Chindo aulló con el dolor de los perros sin amo ciego a quien guardar, y los montes le devolvieron su frío y desconsolado aullido. A la mañana siguiente, unos hombres se llevaron el cadáver de Josep encima de un burro manso y de color ceniza, y Chindo, a quien nadie miró, lloró su soledad en medio del campo, la historia —la eterna historia de los dos amigos Josep y Chindo— a sus espaldas y por delante, como en la mar abierta, un camino ancho y misterioso.
¿Cuánto tiempo vagó Chindo, el perro solitario, desde la Seo a Figueras, sin amo a quien servir, ni amigo a quien escuchar, ni ciego a quien pasar los puentes como un ángel? Chindo contaba el tránsito de las estaciones en el reloj de los árboles y se veía envejecer —¡once años ya!— sin que Dios le diese la compañía que buscaba.
Probó a vivir entre los hombres con ojos en la cara, pero pronto adivinó que los hombres con ojos en la cara miraban de través, siniestramente, y no tenían sosiego en el mirar del alma. Probó a deambular, como un perro atorrante y sin principios, por las plazuelas y por las callejas de los pueblos grandes —de los pueblos con un registrador, dos boticarios y siete carnicerías— y al paso vio que, en los pueblos grandes, cien perros se disputaban a dentelladas el desmedrado hueso de la caridad. Probó a echarse al monte, como un bandolero de los tiempos antiguos, como un José María el Tempranillo, a pie y en forma de perro, pero el monte le acuñó en su miedo, la primera noche, y lo devolvió al caserío con los sustos pegados al espinazo, como caricias que no se olvidan.
Chindo, con gazuza y sin consuelo, se sentó al borde del camino a esperar que la marcha del mundo lo empujase adonde quisiera, y, como estaba cansado, se quedó dormido al pie de un majuelo lleno de bolitas rojas y brillantes como si fueran de cristal.
Por un sendero pintado de color azul bajaban tres niñas ciegas con la cabeza adornada con la pálida flor del peral. Una niña se llamaba María, la otra Nuria y la otra Montserrat. Como era el verano y el sol templaba el aire de respirar, las niñas ciegas vestían trajes de seda, muy endomingados, y cantaban canciones con una vocecilla amable y de cascabel.

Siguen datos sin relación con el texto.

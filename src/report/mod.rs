//! Report Formatting
//!
//! Turns diagnostics into the table and summary printed to the job log.

pub mod summary;
pub mod table;

pub use summary::{SeverityCounts, SummaryColor};
pub use table::{build_table, map_diagnostics, map_line, render_table, DiagnosticRow};
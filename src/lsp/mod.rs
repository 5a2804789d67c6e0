//! LSP Client
//!
//! Just enough of the client side of the Language Server Protocol to have a
//! language server validate one document.

pub mod client;
pub mod codec;
pub mod process;

pub use client::LspClient;
pub use process::{ServerCommand, StdioLanguageService};
//! Configuration management for the lint action.
//!
//! Handles:
//! - Command-line argument parsing (positional action inputs)
//! - Environment fallbacks for local runs
//! - Validation of the `failsOn` selector

use clap::Parser;
use std::path::PathBuf;

use crate::error::LintError;
use crate::gate::FailsOn;
use crate::lsp::ServerCommand;

/// Workspace mount point inside a GitHub Actions container
pub const DEFAULT_WORKSPACE: &str = "/github/workspace";

/// Command used to start the ApiDOM language server
pub const DEFAULT_SERVER_COMMAND: &str = "apidom-language-server --stdio";

/// Command-line arguments for the lint action
#[derive(Debug, Parser)]
#[command(name = "apidom-lint")]
#[command(about = "Lint an API definition with the ApiDOM language service")]
#[command(version)]
pub struct Args {
    /// Definition file, relative to the workspace root
    pub definition_file: String,

    /// Severity bucket that fails the job: 1=error, 2=warning, 3=information, 4=hint
    #[arg(allow_hyphen_values = true)]
    pub fails_on: String,

    /// Workspace root the definition file is resolved against
    #[arg(long, env = "APIDOM_LINT_WORKSPACE", default_value = DEFAULT_WORKSPACE)]
    pub workspace: PathBuf,

    /// Language server command line, split on whitespace
    #[arg(long, env = "APIDOM_LS_COMMAND", default_value = DEFAULT_SERVER_COMMAND)]
    pub server_command: String,

    /// Log level for diagnostics on stderr
    #[arg(
        long,
        default_value = "warn",
        help = "Log level (trace, debug, info, warn, error)"
    )]
    pub log_level: String,
}

/// Combined configuration from all sources
#[derive(Debug, Clone)]
pub struct Config {
    /// Definition file exactly as given on the command line
    pub definition_file: String,
    /// Gate threshold
    pub fails_on: FailsOn,
    /// Absolute workspace root
    pub workspace: PathBuf,
    /// Language server to spawn
    pub server_command: ServerCommand,
    /// Log level
    pub log_level: String,
}

impl Config {
    /// Create configuration from explicit arguments (useful for testing)
    pub fn from_args(args: Args) -> Result<Self, LintError> {
        // The selector is checked first so nothing else runs on a bad value
        let fails_on: FailsOn = args.fails_on.parse()?;
        let server_command = ServerCommand::parse(&args.server_command)?;
        let workspace = std::path::absolute(&args.workspace).unwrap_or(args.workspace);

        Ok(Config {
            definition_file: args.definition_file,
            fails_on,
            workspace,
            server_command,
            log_level: args.log_level,
        })
    }
}
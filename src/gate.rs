//! The `failsOn` gate.

use std::str::FromStr;

use crate::error::LintError;
use crate::report::SeverityCounts;
use crate::validation::Severity;

/// Severity bucket whose non-emptiness fails the job
#[derive(Debug, Clone, Copy, PartialEq, Eq)]
pub enum FailsOn {
    Error,
    Warning,
    Information,
    Hint,
}

impl FailsOn {
    pub fn severity(self) -> Severity {
        match self {
            FailsOn::Error => Severity::Error,
            FailsOn::Warning => Severity::Warning,
            FailsOn::Information => Severity::Information,
            FailsOn::Hint => Severity::Hint,
        }
    }

    /// True when the selected bucket holds at least one diagnostic
    pub fn is_triggered(self, counts: &SeverityCounts) -> bool {
        counts.get(self.severity()) > 0
    }
}

/// Action inputs arrive as strings; the selector is coerced to an integer
/// before it is compared against the four ordinals.
impl FromStr for FailsOn {
    type Err = LintError;

    fn from_str(value: &str) -> Result<Self, Self::Err> {
        match value.trim().parse::<u8>() {
            Ok(1) => Ok(FailsOn::Error),
            Ok(2) => Ok(FailsOn::Warning),
            Ok(3) => Ok(FailsOn::Information),
            Ok(4) => Ok(FailsOn::Hint),
            _ => Err(LintError::InvalidFailsOn {
                value: value.to_string(),
            }),
        }
    }
}
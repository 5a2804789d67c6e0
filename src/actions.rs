//! GitHub Actions output channel.
//!
//! Informational lines go out as-is; failure is reported with the `error`
//! workflow command. The exit status is decided by the caller.

use std::io::{self, Stdout, Write};

pub const BOLD: &str = "\u{1b}[1m";
pub const UNDERLINE: &str = "\u{1b}[4m";

/// Line-oriented writer for the job log
#[derive(Debug)]
pub struct ActionsOutput<W> {
    writer: W,
}

impl ActionsOutput<Stdout> {
    pub fn stdout() -> Self {
        Self::new(io::stdout())
    }
}

impl<W: Write> ActionsOutput<W> {
    pub fn new(writer: W) -> Self {
        Self { writer }
    }

    pub fn info(&mut self, message: &str) -> io::Result<()> {
        writeln!(self.writer, "{}", message)?;
        self.writer.flush()
    }

    /// Mark the job failed with `message` as an error annotation
    pub fn set_failed(&mut self, message: &str) -> io::Result<()> {
        self.issue_command("error", message)
    }

    pub fn into_inner(self) -> W {
        self.writer
    }

    fn issue_command(&mut self, command: &str, message: &str) -> io::Result<()> {
        writeln!(self.writer, "::{}::{}", command, escape_data(message))?;
        self.writer.flush()
    }
}

/// Escape workflow command data so it stays on one line
pub fn escape_data(data: &str) -> String {
    data.replace('%', "%25")
        .replace('\r', "%0D")
        .replace('\n', "%0A")
}

#[cfg(test)]
mod tests {
    use super::*;

    fn written(output: ActionsOutput<Vec<u8>>) -> String {
        String::from_utf8(output.into_inner()).expect("utf-8 output")
    }

    #[test]
    fn info_writes_one_line() {
        let mut output = ActionsOutput::new(Vec::new());
        output.info("ApiDOM lint openapi.yaml").unwrap();
        output.info("").unwrap();
        assert_eq!(written(output), "ApiDOM lint openapi.yaml\n\n");
    }

    #[test]
    fn set_failed_issues_error_command() {
        let mut output = ActionsOutput::new(Vec::new());
        output.set_failed("").unwrap();
        assert_eq!(written(output), "::error::\n");
    }

    #[test]
    fn command_data_is_escaped() {
        assert_eq!(escape_data("100% broken\r\nsee log"), "100%25 broken%0D%0Asee log");

        let mut output = ActionsOutput::new(Vec::new());
        output.set_failed("two\nlines").unwrap();
        assert_eq!(written(output), "::error::two%0Alines\n");
    }
}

Chindo, en cuanto las vio venir, quiso despertarse, para decirles:
—Gentiles señoritas, ¿quieren que vaya con ustedes para enseñarles dónde hay un escalón, o dónde empieza el río, o dónde está la flor que adornará sus cabezas? Me llamo Chindo, estoy sin trabajo y, a cambio de mis artes, no pido más que un poco de conversación.

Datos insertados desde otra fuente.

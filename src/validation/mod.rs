//! Validation Boundary
//!
//! Diagnostic types and the trait behind which the external validator sits.

pub mod diagnostic;
pub mod service;

pub use diagnostic::{Diagnostic, PublishedDiagnostics, Severity};
pub use service::{LanguageService, TextDocument, APIDOM_LANGUAGE_ID};
//! JSON-RPC message framing over a byte stream.
//!
//! Each message is a `Content-Length` header block followed by a JSON body.

use anyhow::{bail, Context, Result};
use serde_json::Value;
use tokio::io::{AsyncBufRead, AsyncBufReadExt, AsyncReadExt, AsyncWrite, AsyncWriteExt};

const CONTENT_LENGTH: &str = "Content-Length";

/// Write one framed message and flush
pub async fn write_message<W>(writer: &mut W, message: &Value) -> Result<()>
where
    W: AsyncWrite + Unpin,
{
    let body = serde_json::to_string(message)?;
    let header = format!("{}: {}\r\n\r\n", CONTENT_LENGTH, body.len());

    writer.write_all(header.as_bytes()).await?;
    writer.write_all(body.as_bytes()).await?;
    writer.flush().await?;
    Ok(())
}

/// Read one framed message. `None` means the stream ended between messages.
pub async fn read_message<R>(reader: &mut R) -> Result<Option<Value>>
where
    R: AsyncBufRead + Unpin,
{
    let mut content_length = None;
    let mut saw_header = false;

    loop {
        let mut line = String::new();
        let read = reader
            .read_line(&mut line)
            .await
            .context("reading message header")?;
        if read == 0 {
            if saw_header {
                bail!("stream ended inside a message header");
            }
            return Ok(None);
        }

        let line = line.trim_end_matches(['\r', '\n']);
        if line.is_empty() {
            // End of headers
            break;
        }
        saw_header = true;

        if let Some((name, value)) = line.split_once(':') {
            if name.trim().eq_ignore_ascii_case(CONTENT_LENGTH) {
                let length = value
                    .trim()
                    .parse::<usize>()
                    .with_context(|| format!("invalid Content-Length header: {line}"))?;
                content_length = Some(length);
            }
        }
    }

    let length = content_length.context("message without Content-Length header")?;
    let mut body = vec![0u8; length];
    reader
        .read_exact(&mut body)
        .await
        .context("reading message body")?;

    let message = serde_json::from_slice(&body).context("message body is not valid JSON")?;
    Ok(Some(message))
}
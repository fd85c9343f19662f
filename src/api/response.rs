use axum::Json;
use axum::http::StatusCode;
use serde::Serialize;

use crate::api::models::{Usage, UsageBody, UsageResponse};

pub fn success<T: Serialize>(data: T) -> (StatusCode, Json<T>) {
    (StatusCode::OK, Json(data))
}

pub fn method_not_allowed(path: &str, port: u16) -> (StatusCode, Json<UsageResponse>) {
    let example = format!(
        "curl -X POST http://localhost:{}{} -H \"Content-Type: application/json\" -d '{{\"url\": \"https://example.com\"}}'",
        port, path
    );

    (
        StatusCode::METHOD_NOT_ALLOWED,
        Json(UsageResponse {
            error: "Method not allowed".to_string(),
            message: "This endpoint only accepts POST requests".to_string(),
            usage: Usage {
                method: "POST".to_string(),
                url: path.to_string(),
                body: UsageBody {
                    url: "https://example.com".to_string(),
                },
                example,
            },
        }),
    )
}
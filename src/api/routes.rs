use axum::{
    routing::post,
    Router,
    extract::{Json, State, rejection::JsonRejection},
    http::Uri,
    response::IntoResponse,
};
use tower_http::cors::{CorsLayer, Any};
use tower_http::trace::TraceLayer;
use tracing::{error, info};

use crate::error::{AppError, Result};
use crate::api::models::SummarizeRequest;
use crate::api::response;
use crate::AppState;

pub fn create_router(app_state: AppState) -> Router {
    Router::new()
        .route("/summarize", post(summarize_handler).get(usage_handler))
        .route("/api/summarize", post(summarize_handler).get(usage_handler))
        .layer(TraceLayer::new_for_http())
        .layer(
            CorsLayer::new()
                .allow_origin(Any)
                .allow_methods(Any)
                .allow_headers(Any),
        )
        .with_state(app_state)
}

async fn summarize_handler(
    State(state): State<AppState>,
    payload: std::result::Result<Json<SummarizeRequest>, JsonRejection>,
) -> Result<impl IntoResponse> {
    let start_time = std::time::Instant::now();

    let result = async {
        let summarizer = state.summarizer()?;
        let Json(req) = payload.map_err(|e| AppError::InvalidBody(e.body_text()))?;
        summarizer.summarize(req.url.as_deref()).await
    }
    .await;

    match result {
        Ok(verdict) => {
            info!(pass = verdict.pass, elapsed = ?start_time.elapsed(), "Request processed");
            Ok(response::success(verdict))
        }
        Err(err) => {
            error!(status = %err.status(), error = %err, elapsed = ?start_time.elapsed(), "Request failed");
            Err(err)
        }
    }
}

async fn usage_handler(State(state): State<AppState>, uri: Uri) -> impl IntoResponse {
    response::method_not_allowed(uri.path(), state.config.server_addr.port())
}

Chindo hubiera hablado como un poeta de la Edad Media. Pero Chindo sintió un frío repentino. Las tres niñas ciegas que bajaban por un sendero pintado de azul se fueron borrando tras una nube que cubría toda la tierra.
Chindo ya no sintió frío. Creyó volar, como un leve vilano, y oyó una voz amiga que cantaba:
Si t’agrada córrer mon,
algun dia, sense pressa…
Chindo, el perrillo de sangre ruin y de nobles sentimientos, estaba muerto al pie del majuelo de rojas y brillantes bolitas que parecían de cristal.
Alguien oyó sonar por el cielo las ingenuas trompetas de los ángeles más jóvenes.

Camilo José Cela, Pequeña parábola de Chindo, perro de ciego.